Core

Foundational types and interfaces for optical components.

Overview

The Core module defines the abstract component hierarchy, trainability system, and propagation interface used by all optical components in FluxOptics.

Examples

Component Trainability

using FluxOptics

u = ScalarField(ones(ComplexF64, 128, 128), (2.0, 2.0), 1.064)

# Static component (not optimizable)
phase_static = Phase(u, (x, y) -> x^2)
istrainable(phase_static)  # false

false

# Trainable component (optimizable parameters)
phase_train = Phase(u, (x, y) -> 0.0; trainable=true)

istrainable(phase_train)  # true

true

Extracting Trainable Parameters

# Access parameters for optimization
params = trainable(phase_train)

# params is a NamedTuple containing trainable arrays
keys(params)

(:ϕ,)

Propagation Interface

# Forward propagation
u_fwd = propagate(u, phase_static, Forward)

# Backward propagation (applies conjugate phase)
u_bwd = propagate(u, phase_static, Backward)

# Forward and backward are complex conjugates
maximum(abs, u_fwd.electric - conj.(u_bwd.electric))

0.0

Buffering Strategy

# Buffered: pre-allocated gradient buffers (faster for iterative optimization)
phase_buffered = Phase(u, (x, y) -> 0.0; trainable=true, buffered=true)

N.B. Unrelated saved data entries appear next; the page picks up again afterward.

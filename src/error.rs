//! Error types for the inline translation pipeline
//!
//! Every failure is caught at the boundary of the component that produced it
//! and converted into either a failure envelope ([`crate::relay::RelayResponse`])
//! or a rendered bubble state. No error crosses a component boundary as an
//! unhandled panic or stray `Err`.

use thiserror::Error;

/// Error taxonomy for the translator.
///
/// The variants mirror the places a translation attempt can fail:
/// bundled-resource loading, persisted-settings I/O, input validation,
/// the network hop, and the response payload.
#[derive(Error, Debug, Clone, PartialEq, Eq)]
pub enum TranslateError {
    /// A bundled resource is missing or unparseable. Non-fatal: callers
    /// degrade to compiled-in defaults.
    #[error("Failed to load bundled config: {0}")]
    ConfigLoad(String),

    /// Persisted-settings read or write failure. Reads degrade silently to
    /// defaults; writes surface this on explicit save actions.
    #[error("Storage error: {0}")]
    Storage(String),

    /// Invalid input (selection too long, missing request URL).
    #[error("Invalid input: {0}")]
    Validation(String),

    /// The endpoint string could not be resolved to an absolute URL.
    #[error("Invalid endpoint configuration: {0}")]
    Config(String),

    /// The fetch itself failed (DNS, connect, timeout).
    #[error("Network error: {0}")]
    Network(String),

    /// The endpoint answered with a non-2xx status.
    #[error("Translation API responded with {status}")]
    Http { status: u16 },

    /// The response parsed but carried no recognized translation field.
    #[error("No translation returned from API")]
    Payload,
}

/// Result type for translator operations
pub type TranslateResult<T> = Result<T, TranslateError>;

#[cfg(test)]
mod tests {
    use super::*;

    #[test]
    fn test_http_error_embeds_status() {
        let err = TranslateError::Http { status: 503 };
        assert!(err.to_string().contains("503"));
    }

    #[test]
    fn test_storage_error_carries_backend_message() {
        let err = TranslateError::Storage("quota exceeded".to_string());
        assert!(err.to_string().contains("quota exceeded"));
    }
}
//! Inline bubble entity and the rendering port
//!
//! A [`Bubble`] is one translation result living inline in a document.
//! It is created in the `Loading` state, updated in place once the network
//! result arrives, and removed only by explicit user dismissal.
//!
//! Rendering goes through the [`InlineRenderer`] port so the translation flow
//! stays headless: a real host document is one implementation, and
//! [`MemoryDocument`] is the in-crate implementation used by the CLI and the
//! tests.

use serde::{Deserialize, Serialize};

/// Lifecycle states of a bubble: `Loading -> Default | Error`.
#[derive(Debug, Clone, Copy, PartialEq, Eq)]
pub enum BubbleState {
    /// Waiting for the translation result
    Loading,
    /// Terminal success state
    Default,
    /// Terminal failure state
    Error,
}

impl BubbleState {
    /// CSS modifier class used by host-document renderers.
    pub fn css_class(&self) -> &'static str {
        match self {
            BubbleState::Loading => "inline-translation--loading",
            BubbleState::Default => "inline-translation--default",
            BubbleState::Error => "inline-translation--error",
        }
    }
}

/// Typographic snapshot captured from the document context surrounding a
/// selection, so the bubble visually matches the text it sits next to.
#[derive(Debug, Clone, Default, PartialEq, Eq, Serialize, Deserialize)]
#[serde(rename_all = "camelCase")]
pub struct InlineStyle {
    pub font_family: String,
    pub font_size: String,
    pub font_weight: String,
    pub font_style: String,
    pub line_height: String,
    pub letter_spacing: String,
}

/// One inline translation result.
///
/// The style snapshot is serialized into the bubble's own metadata when the
/// bubble is created, and re-read from there on every state transition, so
/// the appearance never drifts from the original context even when the
/// document has changed since.
#[derive(Debug, Clone, PartialEq)]
pub struct Bubble {
    text: String,
    state: BubbleState,
    style_meta: Option<String>,
    style: Option<InlineStyle>,
}

impl Bubble {
    /// Create a bubble, capturing the style snapshot into metadata.
    pub fn new(text: impl Into<String>, state: BubbleState, style: Option<InlineStyle>) -> Self {
        let style_meta = style
            .as_ref()
            .and_then(|s| serde_json::to_string(s).ok());
        Bubble {
            text: text.into(),
            state,
            style_meta,
            style,
        }
    }

    pub fn state(&self) -> BubbleState {
        self.state
    }

    pub fn text(&self) -> &str {
        &self.text
    }

    /// Serialized style metadata attached to the bubble, if any.
    pub fn style_meta(&self) -> Option<&str> {
        self.style_meta.as_deref()
    }

    pub fn style(&self) -> Option<&InlineStyle> {
        self.style.as_ref()
    }

    /// Text as shown to the user: success results are wrapped in brackets.
    pub fn display_text(&self) -> String {
        match self.state {
            BubbleState::Default => format!("[{}]", self.text),
            _ => self.text.clone(),
        }
    }

    /// Transition the bubble in place, re-applying the stored style snapshot
    /// without re-sampling the document.
    pub fn apply(&mut self, text: impl Into<String>, state: BubbleState) {
        self.text = text.into();
        self.state = state;
        self.style = self
            .style_meta
            .as_deref()
            .and_then(|raw| serde_json::from_str(raw).ok());
    }
}

/// Handle to a node inserted through an [`InlineRenderer`].
#[derive(Debug, Clone, Copy, PartialEq, Eq, Hash)]
pub struct NodeId(pub u64);

/// Rendering port consumed by the translation flow.
///
/// Updates and removals against a node that is no longer in the document are
/// harmless no-ops; a translation resolving after its bubble was dismissed
/// must not fail.
pub trait InlineRenderer {
    /// Insert a bubble immediately after the current selection end.
    /// Implementations prepend a space when the preceding sibling is a text
    /// node not already ending in whitespace, to avoid visual word-merging.
    fn insert_inline_node(&mut self, bubble: Bubble) -> NodeId;

    /// Transition an existing bubble in place.
    fn update_node(&mut self, id: NodeId, text: &str, state: BubbleState);

    /// Detach a bubble from the document (user dismissal).
    fn remove_node(&mut self, id: NodeId);
}

/// A shared document handle is itself a renderer, so concurrent translation
/// futures can each drive their own bubble in one document.
impl<R: InlineRenderer> InlineRenderer for std::sync::Arc<std::sync::Mutex<R>> {
    fn insert_inline_node(&mut self, bubble: Bubble) -> NodeId {
        self.lock().expect("renderer lock poisoned").insert_inline_node(bubble)
    }

    fn update_node(&mut self, id: NodeId, text: &str, state: BubbleState) {
        self.lock()
            .expect("renderer lock poisoned")
            .update_node(id, text, state)
    }

    fn remove_node(&mut self, id: NodeId) {
        self.lock().expect("renderer lock poisoned").remove_node(id)
    }
}

/// A node in a [`MemoryDocument`]: either a run of text or an inserted bubble.
#[derive(Debug, Clone, PartialEq)]
pub enum DocNode {
    Text(String),
    Bubble { id: NodeId, bubble: Bubble },
}

/// In-memory document implementing the rendering port.
///
/// Bubbles are appended at the end, which models insertion at the collapsed
/// end point of the selection.
#[derive(Debug, Default)]
pub struct MemoryDocument {
    nodes: Vec<DocNode>,
    next_id: u64,
}

impl MemoryDocument {
    pub fn new() -> Self {
        Self::default()
    }

    /// Append a text run, standing in for the page content around the
    /// selection.
    pub fn append_text(&mut self, text: impl Into<String>) {
        self.nodes.push(DocNode::Text(text.into()));
    }

    pub fn nodes(&self) -> &[DocNode] {
        &self.nodes
    }

    pub fn bubble(&self, id: NodeId) -> Option<&Bubble> {
        self.nodes.iter().find_map(|node| match node {
            DocNode::Bubble { id: node_id, bubble } if *node_id == id => Some(bubble),
            _ => None,
        })
    }

    /// Flatten the document to a plain string (text runs plus the
    /// user-visible bubble text).
    pub fn render(&self) -> String {
        let mut out = String::new();
        for node in &self.nodes {
            match node {
                DocNode::Text(text) => out.push_str(text),
                DocNode::Bubble { bubble, .. } => out.push_str(&bubble.display_text()),
            }
        }
        out
    }
}

impl InlineRenderer for MemoryDocument {
    fn insert_inline_node(&mut self, bubble: Bubble) -> NodeId {
        let needs_space = matches!(
            self.nodes.last(),
            Some(DocNode::Text(text)) if !text.is_empty() && !text.ends_with(char::is_whitespace)
        );
        if needs_space {
            self.nodes.push(DocNode::Text(" ".to_string()));
        }

        let id = NodeId(self.next_id);
        self.next_id += 1;
        self.nodes.push(DocNode::Bubble { id, bubble });
        id
    }

    fn update_node(&mut self, id: NodeId, text: &str, state: BubbleState) {
        // Detached nodes are silently skipped.
        for node in &mut self.nodes {
            if let DocNode::Bubble { id: node_id, bubble } = node {
                if *node_id == id {
                    bubble.apply(text, state);
                    return;
                }
            }
        }
    }

    fn remove_node(&mut self, id: NodeId) {
        self.nodes.retain(|node| {
            !matches!(node, DocNode::Bubble { id: node_id, .. } if *node_id == id)
        });
    }
}

#[cfg(test)]
mod tests {
    use super::*;

    fn sample_style() -> InlineStyle {
        InlineStyle {
            font_family: "serif".to_string(),
            font_size: "14px".to_string(),
            font_weight: "400".to_string(),
            font_style: "normal".to_string(),
            line_height: "1.4".to_string(),
            letter_spacing: "normal".to_string(),
        }
    }

    // ========== Bubble Tests ==========

    #[test]
    fn test_success_text_is_bracket_wrapped() {
        let bubble = Bubble::new("xin chào", BubbleState::Default, None);
        assert_eq!(bubble.display_text(), "[xin chào]");
    }

    #[test]
    fn test_loading_and_error_text_unwrapped() {
        let loading = Bubble::new("Đang dịch…", BubbleState::Loading, None);
        assert_eq!(loading.display_text(), "Đang dịch…");
        let error = Bubble::new("failed", BubbleState::Error, None);
        assert_eq!(error.display_text(), "failed");
    }

    #[test]
    fn test_style_snapshot_survives_transitions() {
        let mut bubble = Bubble::new("Đang dịch…", BubbleState::Loading, Some(sample_style()));
        assert!(bubble.style_meta().is_some());

        bubble.apply("xin chào", BubbleState::Default);
        assert_eq!(bubble.style(), Some(&sample_style()));

        bubble.apply("failed", BubbleState::Error);
        assert_eq!(bubble.style(), Some(&sample_style()));
    }

    #[test]
    fn test_bubble_without_style_has_no_meta() {
        let bubble = Bubble::new("text", BubbleState::Loading, None);
        assert!(bubble.style_meta().is_none());
    }

    // ========== MemoryDocument Tests ==========

    #[test]
    fn test_insert_after_unspaced_text_adds_space() {
        let mut doc = MemoryDocument::new();
        doc.append_text("trailing word");
        doc.insert_inline_node(Bubble::new("hello", BubbleState::Default, None));
        assert_eq!(doc.render(), "trailing word [hello]");
    }

    #[test]
    fn test_insert_after_whitespace_adds_no_space() {
        let mut doc = MemoryDocument::new();
        doc.append_text("trailing word ");
        doc.insert_inline_node(Bubble::new("hello", BubbleState::Default, None));
        assert_eq!(doc.render(), "trailing word [hello]");
    }

    #[test]
    fn test_insert_into_empty_document_adds_no_space() {
        let mut doc = MemoryDocument::new();
        doc.insert_inline_node(Bubble::new("hello", BubbleState::Default, None));
        assert_eq!(doc.render(), "[hello]");
    }

    #[test]
    fn test_update_transitions_in_place() {
        let mut doc = MemoryDocument::new();
        let id = doc.insert_inline_node(Bubble::new("Đang dịch…", BubbleState::Loading, None));
        doc.update_node(id, "xin chào", BubbleState::Default);

        let bubble = doc.bubble(id).unwrap();
        assert_eq!(bubble.state(), BubbleState::Default);
        assert_eq!(bubble.display_text(), "[xin chào]");
    }

    #[test]
    fn test_remove_detaches_bubble() {
        let mut doc = MemoryDocument::new();
        doc.append_text("before ");
        let id = doc.insert_inline_node(Bubble::new("hello", BubbleState::Default, None));
        doc.remove_node(id);
        assert_eq!(doc.render(), "before ");
        assert!(doc.bubble(id).is_none());
    }

    #[test]
    fn test_update_after_removal_is_noop() {
        let mut doc = MemoryDocument::new();
        let id = doc.insert_inline_node(Bubble::new("hello", BubbleState::Loading, None));
        doc.remove_node(id);
        // A late network result against a dismissed bubble must not panic.
        doc.update_node(id, "late", BubbleState::Default);
        assert!(doc.bubble(id).is_none());
    }

    #[test]
    fn test_independent_bubbles_do_not_crosstalk() {
        let mut doc = MemoryDocument::new();
        let first = doc.insert_inline_node(Bubble::new("a", BubbleState::Loading, None));
        let second = doc.insert_inline_node(Bubble::new("b", BubbleState::Loading, None));

        doc.update_node(second, "b-done", BubbleState::Default);
        assert_eq!(doc.bubble(first).unwrap().state(), BubbleState::Loading);
        assert_eq!(doc.bubble(second).unwrap().state(), BubbleState::Default);
    }
}
//! Localized user-facing strings
//!
//! Everything the user sees (bubble contents, options status lines, relay
//! failure text) comes out of this table in the user's language; raw
//! technical messages stay in the logs. Vietnamese is the shipped UI locale,
//! with English as the fallback.
//!
//! Messages may contain `$1`, `$2`, ... placeholders substituted by
//! [`UiMessages::format`].

use std::collections::HashMap;

/// Keyed message table for one locale, with key fallback on misses.
#[derive(Debug, Clone)]
pub struct UiMessages {
    locale: String,
    messages: HashMap<&'static str, &'static str>,
}

const VI_MESSAGES: &[(&str, &str)] = &[
    ("bubble-loading", "Đang dịch…"),
    (
        "bubble-translate-failed",
        "Không thể dịch. Kiểm tra kết nối mạng hoặc thử lại sau.",
    ),
    (
        "bubble-too-long",
        "Đoạn văn bản được chọn quá dài (tối đa 500 ký tự).",
    ),
    ("bubble-dismiss", "Xóa đoạn dịch"),
    ("relay-missing-url", "Thiếu URL dịch."),
    ("endpoint-not-configured", "API endpoint chưa được cấu hình."),
    ("endpoint-invalid", "API endpoint không hợp lệ."),
    ("options-saved", "Đã lưu thiết lập mới."),
    ("options-save-failed", "Không thể lưu thiết lập: $1"),
    ("options-reset", "Đã khôi phục về mặc định."),
    ("options-reset-failed", "Không thể khôi phục mặc định: $1"),
    ("error-unknown", "Lỗi không xác định"),
];

const EN_MESSAGES: &[(&str, &str)] = &[
    ("bubble-loading", "Translating…"),
    (
        "bubble-translate-failed",
        "Could not translate. Check your network connection and try again.",
    ),
    (
        "bubble-too-long",
        "The selected text is too long (500 characters maximum).",
    ),
    ("bubble-dismiss", "Remove translation"),
    ("relay-missing-url", "Missing translation URL."),
    ("endpoint-not-configured", "API endpoint is not configured."),
    ("endpoint-invalid", "API endpoint is not valid."),
    ("options-saved", "Settings saved."),
    ("options-save-failed", "Could not save settings: $1"),
    ("options-reset", "Defaults restored."),
    ("options-reset-failed", "Could not restore defaults: $1"),
    ("error-unknown", "Unknown error"),
];

impl UiMessages {
    /// Build the message table for a locale. Unknown locales fall back to
    /// English.
    pub fn for_locale(locale: &str) -> Self {
        let table = match locale.to_lowercase().as_str() {
            "vi" => VI_MESSAGES,
            _ => EN_MESSAGES,
        };
        UiMessages {
            locale: locale.to_lowercase(),
            messages: table.iter().copied().collect(),
        }
    }

    /// The shipped UI locale.
    pub fn default_ui() -> Self {
        Self::for_locale("vi")
    }

    pub fn locale(&self) -> &str {
        &self.locale
    }

    /// Look up a message, returning the key itself when missing so a typo
    /// never produces an empty bubble.
    pub fn get(&self, key: &str) -> String {
        self.messages
            .get(key)
            .map(|m| (*m).to_string())
            .unwrap_or_else(|| key.to_string())
    }

    /// Look up a message and substitute `$1`, `$2`, ... with `values`.
    pub fn format(&self, key: &str, values: &[&str]) -> String {
        let mut message = self.get(key);
        for (i, value) in values.iter().enumerate() {
            message = message.replace(&format!("${}", i + 1), value);
        }
        message
    }
}

#[cfg(test)]
mod tests {
    use super::*;

    #[test]
    fn test_vi_is_shipped_ui_locale() {
        let messages = UiMessages::default_ui();
        assert_eq!(messages.locale(), "vi");
        assert_eq!(messages.get("bubble-loading"), "Đang dịch…");
    }

    #[test]
    fn test_unknown_locale_falls_back_to_english() {
        let messages = UiMessages::for_locale("xx");
        assert_eq!(messages.get("bubble-loading"), "Translating…");
    }

    #[test]
    fn test_missing_key_returns_key() {
        let messages = UiMessages::default_ui();
        assert_eq!(messages.get("no-such-key"), "no-such-key");
    }

    #[test]
    fn test_format_substitutes_placeholders() {
        let messages = UiMessages::for_locale("en");
        let formatted = messages.format("options-save-failed", &["disk full"]);
        assert_eq!(formatted, "Could not save settings: disk full");
    }
}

# Unbuffered: allocates on-demand (lower memory footprint)
phase_unbuffered = Phase(u, (x, y) -> 0.0; trainable=true, buffered=false)

(isbuffered(phase_buffered), isbuffered(phase_unbuffered))

(true, false)

Component Hierarchy

AbstractOpticalComponent{M}
├── AbstractOpticalSource{M}        # Generates fields
│   ├── AbstractPureSource{M}       # Functional sources
│   └── AbstractCustomSource{M}     # Stateful sources
└── AbstractPipeComponent{M}        # Transforms fields
    ├── AbstractPureComponent{M}    # Functional components
    └── AbstractCustomComponent{M}  # Stateful components

Where M <: Trainability:

Static: Non-trainable, fixed parameters
Trainable{Buffered}: Trainable with pre-allocated buffers
Trainable{Unbuffered}: Trainable with on-demand allocation

Key Concepts

Trainability

Controls whether component parameters can be optimized:

Static: Fixed parameters, no gradient computation, faster
Trainable: Optimizable parameters, enables inverse design

Buffering

Controls memory allocation strategy for trainable components:

Buffered: Pre-allocates gradient and forward buffers → faster for repeated optimization
Unbuffered: Allocates on-demand → lower memory usage, good for prototyping

Bidirectional Propagation

All components support forward and backward propagation:

Forward: Standard propagation through the component
Backward: Computes the adjoint operation (required for gradient computation)
Backward propagation is used internally during automatic differentiation
Physical interpretation: time-reversal with conjugate fields

Pure vs Custom Components

Pure Components (AbstractPureComponent):

No manual gradient rules needed
Zygote handles differentiation automatically
Can wrap complex internal state or AbstractCustomComponent
Examples: ASPropZ, OpticalSequence, FourierWrapper

Custom Components (AbstractCustomComponent):

Custom gradient implementations
More control over memory and computation
Better performance for specific operations
Examples: Phase, Mask, ASProp, BPM

Source vs Pipe Components

Sources (AbstractOpticalSource):

Generate fields
Use propagate(source) (no input field argument)
Placed at beginning of optical systems
Example: ScalarSource

Pipe Components (AbstractPipeComponent):

Transform existing fields
Take input field as argument
Use propagate(u, component, direction)
Examples: Phase, Mask, ASProp, FourierLens

Key Types

Abstract Types

AbstractOpticalComponent: Root type for all components
AbstractOpticalSource: Field generators
AbstractPipeComponent: Field transformers
AbstractPureComponent: Functional interface components
AbstractCustomComponent: Stateful components

Trainability

Trainability: Abstract trainability type
Static: Non-trainable components
Trainable: Trainable components
Buffering: Buffer management strategy
Buffered, Unbuffered: Buffering modes

Direction

Direction: Abstract direction type
Forward, Backward: Propagation directions

Key Functions

Component Interface

propagate: Apply component (creates copy)
propagate!: Apply component in-place
get_data: Access component parameters
trainable: Extract trainable parameters

Component Queries

istrainable: Check if component is trainable
isbuffered: Check if component uses buffers